_What you should do_
Return only the lines running from the top of the entries to the line with "use std::cell::RefCell;", inclusive, exactly as written.

_Records for the exercise_
======

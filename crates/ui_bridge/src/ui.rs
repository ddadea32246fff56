//! Frame lifecycle
//!
//! [`Ui`] owns every piece of the bridge and drives one frame at a time:
//! `new_frame` pushes input into the GUI, widgets are emitted, and `draw`
//! translates the GUI's draw data and hands the triangles to the renderer.

use std::cell::RefCell;
use std::path::Path;
use std::rc::Rc;

use crate::atlas::{AtlasId, AtlasKey, AtlasPacker, ImageData, PixelRect, TextureSource};
use crate::config::UiConfig;
use crate::foundation::math::{Mat3, Vec2};
use crate::foundation::time::Timer;
use crate::gui::{ClipboardBackend, GuiContext, RenderLayoutDescriptor, TextureId};
use crate::input::{Button, HostClipboard, HostInput, InputBridge};
use crate::projection::CoordinateProjector;
use crate::render::{DrawCommandTranslator, TranslateStats, TriangleBatch, UiRenderBackend};
use crate::{UiError, UiResult};

/// Alias of the GUI font atlas inside the shared atlas
pub const FONT_ALIAS: &str = "default-font";

/// Where the UI is in its frame cycle
#[derive(Debug, Clone, Copy, PartialEq, Eq)]
pub enum FrameState {
    /// No frame started yet, or the context was shut down
    Idle,
    /// `new_frame` ran; widgets may be emitted
    FrameOpen,
    /// `draw` ran; the next call must be `new_frame`
    Rendered,
}

/// A GUI context bridged to a 2D triangle renderer
pub struct Ui<G: GuiContext> {
    gui: G,
    atlas: AtlasPacker,
    projector: CoordinateProjector,
    translator: DrawCommandTranslator,
    input: InputBridge,
    batch: TriangleBatch,
    timer: Timer,
    state: FrameState,

    /// Atlas entry holding the font; `None` until a font was built
    font_id: Option<AtlasId>,
    /// Atlas generation last handed to the renderer
    uploaded_generation: Option<u64>,

    config: UiConfig,
}

impl<G: GuiContext> Ui<G> {
    /// Bridge a GUI context.
    ///
    /// Validates the GUI's render layout and loads the configured fonts (or
    /// the built-in one). The atlas reaches the renderer on the first `draw`.
    pub fn new(mut gui: G, config: UiConfig) -> UiResult<Self> {
        log::info!("Initializing UI bridge...");

        let [width, height] = config.display_size;
        gui.io_mut().set_display_size(width, height);

        let layout = RenderLayoutDescriptor::from_parts(gui.vertex_buffer_layout(), gui.index_size());
        let translator = DrawCommandTranslator::new(layout)?;

        let mut ui = Self {
            gui,
            atlas: AtlasPacker::new(config.atlas),
            projector: CoordinateProjector::new(Vec2::new(width, height)),
            translator,
            input: InputBridge::new(),
            batch: TriangleBatch::new(),
            timer: Timer::new(),
            state: FrameState::Idle,
            font_id: None,
            uploaded_generation: None,
            config,
        };

        let fonts = ui.config.fonts.clone();
        for font in &fonts {
            ui.add_ttf_font(&font.path, font.size)?;
        }
        if fonts.is_empty() && ui.config.load_default_font {
            ui.load_default_font()?;
        }

        log::info!("UI bridge ready ({} fonts configured)", fonts.len());
        Ok(ui)
    }

    /// The bridged GUI context
    pub fn gui(&self) -> &G {
        &self.gui
    }

    /// The bridged GUI context, mutably
    pub fn gui_mut(&mut self) -> &mut G {
        &mut self.gui
    }

    /// Shared texture atlas
    pub fn atlas(&self) -> &AtlasPacker {
        &self.atlas
    }

    /// Shared texture atlas, mutably
    pub fn atlas_mut(&mut self) -> &mut AtlasPacker {
        &mut self.atlas
    }

    /// Current GUI <-> renderer projection
    pub fn projector(&self) -> &CoordinateProjector {
        &self.projector
    }

    /// Frame cycle state
    pub fn state(&self) -> FrameState {
        self.state
    }

    /// Atlas id of the font, once one was built
    pub fn font_id(&self) -> Option<AtlasId> {
        self.font_id
    }

    /// Configuration the bridge was created with
    pub fn config(&self) -> &UiConfig {
        &self.config
    }

    /// Seconds between the last two `new_frame` calls
    pub fn delta_time(&self) -> f32 {
        self.timer.delta_time()
    }

    /// Start a frame: timing, viewport, input, then the GUI's own frame start
    pub fn new_frame<H: HostInput + ?Sized>(&mut self, host: &mut H) -> UiResult<()> {
        if self.state == FrameState::FrameOpen {
            log::error!("new_frame called while a frame is open");
            return Err(UiError::Usage("new_frame called while a frame is already open".into()));
        }

        let delta_time = self.timer.update();
        let viewport = host.viewport_size();
        if self.projector.resize(viewport) {
            log::debug!("UI viewport resized to {}x{}", viewport.x, viewport.y);
        }

        let io = self.gui.io_mut();
        io.delta_time = delta_time;
        self.input.prepare_io(io, host, &self.projector);

        self.gui.new_frame();
        self.state = FrameState::FrameOpen;
        Ok(())
    }

    /// Finish the frame and draw it.
    ///
    /// Nothing reaches the renderer when translation fails. Once drawing
    /// starts, the pushed transform is popped even if drawing fails.
    pub fn draw<R: UiRenderBackend + ?Sized>(&mut self, renderer: &mut R) -> UiResult<TranslateStats> {
        match self.state {
            FrameState::FrameOpen => {}
            FrameState::Idle => {
                log::error!("draw called before new_frame");
                return Err(UiError::Usage("draw called without a preceding new_frame".into()));
            }
            FrameState::Rendered => {
                log::error!("draw called twice in one frame");
                return Err(UiError::Usage("draw called twice without an intervening new_frame".into()));
            }
        }
        self.state = FrameState::Rendered;

        let font = self.font_id.map(TextureId::from).unwrap_or_default();
        self.batch.clear();
        let data = self.gui.render();
        let stats = self
            .translator
            .translate(data, &self.atlas, font, &self.projector, &mut self.batch)?;

        self.upload_atlas(renderer)?;

        // The batch is already in renderer space; the override replaces the
        // host's camera for the duration of the UI draw.
        renderer.push_transform(Mat3::identity()).map_err(render_error)?;
        let drawn = renderer.draw_triangles(self.batch.triangles()).map_err(render_error);
        let popped = renderer.pop_transform().map_err(render_error);
        self.batch.clear();
        drawn?;
        popped?;

        Ok(stats)
    }

    fn upload_atlas<R: UiRenderBackend + ?Sized>(&mut self, renderer: &mut R) -> UiResult<()> {
        let picture = self.atlas.picture();
        if self.uploaded_generation == Some(picture.generation) || picture.width == 0 {
            return Ok(());
        }
        renderer.upload_atlas(&picture).map_err(render_error)?;
        log::debug!(
            "Uploaded {}x{} atlas (generation {})",
            picture.width, picture.height, picture.generation
        );
        self.uploaded_generation = Some(picture.generation);
        Ok(())
    }

    /// Add a region of a sprite sheet as a sprite.
    ///
    /// `frame` is in sheet pixels, top-left origin. Pixels coming from a
    /// bottom-up host picture go through
    /// [`AtlasPacker::insert_flipped_named`] instead.
    pub fn add_sprite(&mut self, alias: &str, sheet: &ImageData, frame: PixelRect) -> UiResult<AtlasId> {
        let image = sheet.sub_image(frame)?;
        let id = self.atlas.insert_with(Some(alias), TextureSource::Sprite, &image, false)?;
        log::info!("Added sprite '{}' as {} ({}x{})", alias, id, image.width, image.height);
        Ok(id)
    }

    /// Load an image file as a sprite aliased by its file stem
    /// (`"assets/ship.png"` becomes `"ship"`)
    pub fn add_sprite_from_file(&mut self, path: impl AsRef<Path>) -> UiResult<AtlasId> {
        let path = path.as_ref();
        let alias = path
            .file_stem()
            .and_then(|stem| stem.to_str())
            .ok_or_else(|| UiError::Resource {
                path: path.to_path_buf(),
                reason: "file name has no usable stem".into(),
            })?;
        self.add_sprite_from_file_named(alias, path)
    }

    /// Load an image file as a sprite under an explicit alias
    pub fn add_sprite_from_file_named(&mut self, alias: &str, path: impl AsRef<Path>) -> UiResult<AtlasId> {
        let path = path.as_ref();
        let image = ImageData::from_file(path).map_err(|err| {
            log::error!("Failed to load sprite {:?}: {}", path, err);
            UiError::Resource { path: path.to_path_buf(), reason: err.to_string() }
        })?;
        let id = self.atlas.insert_with(Some(alias), TextureSource::Sprite, &image, false)?;
        log::info!("Loaded sprite '{}' from {:?} as {}", alias, path, id);
        Ok(id)
    }

    /// Add an already decoded image
    pub fn add_image(&mut self, alias: &str, image: &ImageData) -> UiResult<AtlasId> {
        Ok(self.atlas.insert_named(alias, image)?)
    }

    /// Remove a sprite or image; the font cannot be removed this way
    pub fn remove_texture(&mut self, key: impl Into<AtlasKey>) -> UiResult<()> {
        let key = key.into();
        if self.atlas.entry(key.clone())?.source == TextureSource::Font {
            return Err(UiError::Usage(format!("{key} is the font atlas")));
        }
        self.atlas.remove(key)?;
        Ok(())
    }

    /// Add a TrueType font and rebuild the font atlas
    pub fn add_ttf_font(&mut self, path: impl AsRef<Path>, size_pixels: f32) -> UiResult<()> {
        let path = path.as_ref();
        if !path.exists() {
            log::error!("Font file {:?} does not exist", path);
            return Err(UiError::Resource {
                path: path.to_path_buf(),
                reason: "font file does not exist".into(),
            });
        }

        self.gui
            .add_font_from_file_ttf(path, size_pixels)
            .map_err(|reason| UiError::Resource { path: path.to_path_buf(), reason })?;
        log::info!("Added font {:?} at {}px", path, size_pixels);
        self.reload_font()
    }

    /// Add the GUI library's built-in font and rebuild the font atlas
    pub fn load_default_font(&mut self) -> UiResult<()> {
        self.gui.add_font_default();
        self.reload_font()
    }

    fn reload_font(&mut self) -> UiResult<()> {
        self.gui.build_fonts().map_err(|reason| {
            log::error!("Font atlas build failed: {}", reason);
            UiError::Library(reason)
        })?;

        let texture = self.gui.font_texture_alpha8();
        let image = ImageData::from_alpha8(texture.width, texture.height, &texture.pixels)?;
        let id = if self.atlas.contains(FONT_ALIAS) {
            self.atlas.replace(FONT_ALIAS, &image)?
        } else {
            self.atlas.insert_with(Some(FONT_ALIAS), TextureSource::Font, &image, false)?
        };

        self.font_id = Some(id);
        self.gui.set_font_texture_id(TextureId::from(id));
        log::info!("Font atlas {}x{} stored as {}", texture.width, texture.height, id);
        Ok(())
    }

    /// Emit an image widget for an atlas entry, scaled from its pixel size
    pub fn image(&mut self, key: impl Into<AtlasKey>, scale: f32) -> UiResult<()> {
        let (texture, size) = self.widget_texture(key.into(), scale)?;
        self.gui.image(texture, size);
        Ok(())
    }

    /// Emit an image button for an atlas entry; `true` when clicked
    pub fn image_button(&mut self, key: impl Into<AtlasKey>, scale: f32) -> UiResult<bool> {
        let (texture, size) = self.widget_texture(key.into(), scale)?;
        Ok(self.gui.image_button(texture, size))
    }

    fn widget_texture(&self, key: AtlasKey, scale: f32) -> UiResult<(TextureId, [f32; 2])> {
        if self.state != FrameState::FrameOpen {
            return Err(UiError::Usage(format!("widget for {key} emitted outside a frame")));
        }
        let entry = self.atlas.entry(key).map_err(|err| {
            log::error!("Widget references a missing texture: {}", err);
            UiError::Usage(err.to_string())
        })?;
        let size = [entry.bounds.width as f32 * scale, entry.bounds.height as f32 * scale];
        Ok((TextureId::from(entry.id), size))
    }

    /// Install the clipboard the GUI uses for copy/paste
    pub fn set_clipboard_backend(&mut self, backend: Box<dyn ClipboardBackend>) {
        self.gui.set_clipboard_backend(backend);
    }

    /// Route GUI copy/paste through a shared host window.
    ///
    /// The host must not be borrowed while the GUI runs widgets. A paste that
    /// finds it borrowed reads as an empty clipboard and a copy is dropped;
    /// both are logged at warn level.
    pub fn use_host_clipboard<H: HostInput + 'static>(&mut self, host: Rc<RefCell<H>>) {
        self.set_clipboard_backend(Box::new(HostClipboard::new(host)));
    }

    /// Whether the GUI claimed the device `button` belongs to
    pub fn want_capture(&self, button: impl Into<Button>) -> bool {
        InputBridge::want_capture(self.gui.io(), button.into())
    }

    /// Host `just_pressed`, unless the GUI captured the device
    pub fn just_pressed<H: HostInput + ?Sized>(&self, host: &H, button: impl Into<Button>) -> bool {
        InputBridge::just_pressed(self.gui.io(), host, button.into())
    }

    /// Host `just_released`, unless the GUI captured the device
    pub fn just_released<H: HostInput + ?Sized>(&self, host: &H, button: impl Into<Button>) -> bool {
        InputBridge::just_released(self.gui.io(), host, button.into())
    }

    /// Host `pressed`, unless the GUI captured the device
    pub fn pressed<H: HostInput + ?Sized>(&self, host: &H, button: impl Into<Button>) -> bool {
        InputBridge::pressed(self.gui.io(), host, button.into())
    }

    /// Host `repeated`, unless the GUI captured the device
    pub fn repeated<H: HostInput + ?Sized>(&self, host: &H, button: impl Into<Button>) -> bool {
        InputBridge::repeated(self.gui.io(), host, button.into())
    }

    /// Host scroll, or zero while the GUI holds the mouse
    pub fn mouse_scroll<H: HostInput + ?Sized>(&self, host: &H) -> Vec2 {
        InputBridge::mouse_scroll(self.gui.io(), host)
    }

    /// Either control key is down
    pub fn key_ctrl<H: HostInput + ?Sized>(&self, host: &H) -> bool {
        InputBridge::key_ctrl(host)
    }

    /// Either shift key is down
    pub fn key_shift<H: HostInput + ?Sized>(&self, host: &H) -> bool {
        InputBridge::key_shift(host)
    }

    /// Either alt key is down
    pub fn key_alt<H: HostInput + ?Sized>(&self, host: &H) -> bool {
        InputBridge::key_alt(host)
    }

    /// Either super key is down
    pub fn key_super<H: HostInput + ?Sized>(&self, host: &H) -> bool {
        InputBridge::key_super(host)
    }

    /// Tear down: drop every atlas entry and all input edge state
    pub fn shutdown(&mut self) {
        if self.state == FrameState::Idle && self.atlas.is_empty() {
            return;
        }
        self.atlas.clear();
        self.input.reset();
        self.timer.reset();
        self.batch.clear();
        self.font_id = None;
        self.uploaded_generation = None;
        self.state = FrameState::Idle;
        log::info!("UI bridge shut down");
    }
}

impl<G: GuiContext> Drop for Ui<G> {
    fn drop(&mut self) {
        self.shutdown();
    }
}

fn render_error(err: Box<dyn std::error::Error>) -> UiError {
    log::error!("Renderer failed during UI draw: {}", err);
    UiError::Render(err.to_string())
}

======

_Response to this task_
filename crates/ui_bridge/src/ui.rs
repository ddadea32246fff56
//! Frame lifecycle
//!
//! [`Ui`] owns every piece of the bridge and drives one frame at a time:
//! `new_frame` pushes input into the GUI, widgets are emitted, and `draw`
//! translates the GUI's draw data and hands the triangles to the renderer.

use std::cell::RefCell;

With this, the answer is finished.